Go through the lines below, tally those that include the word "CategoryPatch", and give only the tally.

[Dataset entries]
****************

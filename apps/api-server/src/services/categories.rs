//! Category service - CRUD with case-insensitive name uniqueness.

use std::sync::Arc;

use uuid::Uuid;

use quill_core::content::{ensure_unique_slug, generate_slug};
use quill_core::domain::Category;
use quill_core::error::{DomainError, RepoError};
use quill_core::ports::{CategoryPatch, CategoryRepository, NewCategory};
use quill_shared::dto::{CategoryResponse, CreateCategoryRequest, UpdateCategoryRequest};

#[derive(Clone)]
pub struct CategoryService {
    repo: Arc<dyn CategoryRepository>,
}

impl CategoryService {
    pub fn new(repo: Arc<dyn CategoryRepository>) -> Self {
        Self { repo }
    }

    pub async fn list(&self) -> Result<Vec<CategoryResponse>, DomainError> {
        let categories = self.repo.list().await?;
        Ok(categories.into_iter().map(shape_category).collect())
    }

    pub async fn get_by_id(&self, id: Uuid) -> Result<CategoryResponse, DomainError> {
        let category = self
            .repo
            .find_by_id(id)
            .await?
            .ok_or_else(|| DomainError::not_found("category", id))?;

        Ok(shape_category(category))
    }

    pub async fn create(&self, req: CreateCategoryRequest) -> Result<CategoryResponse, DomainError> {
        self.reject_duplicate_name(&req.name, None).await?;
        let slug = self.unique_slug(&req.name, None).await?;

        let category = self
            .repo
            .create(NewCategory {
                name: req.name,
                slug,
                description: req.description,
            })
            .await?;

        Ok(shape_category(category))
    }

    /// Rename recomputes the slug; the duplicate check skips the record
    /// itself so saving an unchanged name is not a conflict.
    pub async fn update(
        &self,
        id: Uuid,
        req: UpdateCategoryRequest,
    ) -> Result<CategoryResponse, DomainError> {
        let existing = self
            .repo
            .find_by_id(id)
            .await?
            .ok_or_else(|| DomainError::not_found("category", id))?;

        let mut patch = CategoryPatch {
            description: req.description,
            ..Default::default()
        };

        if let Some(name) = req.name {
            self.reject_duplicate_name(&name, Some(id)).await?;
            if name != existing.name {
                patch.slug = Some(self.unique_slug(&name, Some(id)).await?);
            }
            patch.name = Some(name);
        }

        let updated = self.repo.update(id, patch).await.map_err(|e| match e {
            RepoError::NotFound => DomainError::not_found("category", id),
            other => other.into(),
        })?;

        Ok(shape_category(updated))
    }

    pub async fn delete(&self, id: Uuid) -> Result<(), DomainError> {
        self.repo.delete(id).await.map_err(|e| match e {
            RepoError::NotFound => DomainError::not_found("category", id),
            other => other.into(),
        })
    }

    async fn reject_duplicate_name(
        &self,
        name: &str,
        exclude: Option<Uuid>,
    ) -> Result<(), DomainError> {
        if let Some(existing) = self.repo.find_by_name(name, exclude).await? {
            return Err(DomainError::Duplicate(format!(
                "category '{}' already exists",
                existing.name
            )));
        }
        Ok(())
    }

    async fn unique_slug(&self, name: &str, exclude: Option<Uuid>) -> Result<String, DomainError> {
        let base = generate_slug(name);
        let base = if base.is_empty() { "category".to_owned() } else { base };

        let repo = self.repo.clone();
        let slug = ensure_unique_slug(&base, move |candidate| {
            let repo = repo.clone();
            async move { repo.slug_exists(&candidate, exclude).await }
        })
        .await?;

        Ok(slug)
    }
}

fn shape_category(category: Category) -> CategoryResponse {
    CategoryResponse {
        id: category.id,
        name: category.name,
        slug: category.slug,
        description: category.description,
        posts_count: category.posts_count,
        created_at: category.created_at,
    }
}

#[cfg(test)]
mod tests {
    use quill_infra::InMemoryStore;

    use super::*;

    fn service() -> CategoryService {
        CategoryService::new(Arc::new(InMemoryStore::new()))
    }

    #[tokio::test]
    async fn create_derives_slug() {
        let svc = service();
        let created = svc
            .create(CreateCategoryRequest {
                name: "Systems Programming".to_owned(),
                description: None,
            })
            .await
            .unwrap();
        assert_eq!(created.slug, "systems-programming");
    }

    #[tokio::test]
    async fn duplicate_name_is_rejected_case_insensitively() {
        let svc = service();
        svc.create(CreateCategoryRequest {
            name: "Rust".to_owned(),
            description: None,
        })
        .await
        .unwrap();

        let err = svc
            .create(CreateCategoryRequest {
                name: "RUST".to_owned(),
                description: None,
            })
            .await
            .unwrap_err();
        assert!(matches!(err, DomainError::Duplicate(_)));
    }

    #[tokio::test]
    async fn update_with_own_name_is_not_a_conflict() {
        let svc = service();
        let created = svc
            .create(CreateCategoryRequest {
                name: "Databases".to_owned(),
                description: None,
            })
            .await
            .unwrap();

        let updated = svc
            .update(
                created.id,
                UpdateCategoryRequest {
                    name: Some("Databases".to_owned()),
                    description: Some("storage engines".to_owned()),
                },
            )
            .await
            .unwrap();
        assert_eq!(updated.slug, "databases");
        assert_eq!(updated.description.as_deref(), Some("storage engines"));
    }

    #[tokio::test]
    async fn rename_recomputes_slug() {
        let svc = service();
        let created = svc
            .create(CreateCategoryRequest {
                name: "Web Dev".to_owned(),
                description: None,
            })
            .await
            .unwrap();

        let updated = svc
            .update(
                created.id,
                UpdateCategoryRequest {
                    name: Some("Frontend".to_owned()),
                    description: None,
                },
            )
            .await
            .unwrap();
        assert_eq!(updated.slug, "frontend");
    }
}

****************

ANSWER TO THIS PROBLEM: 2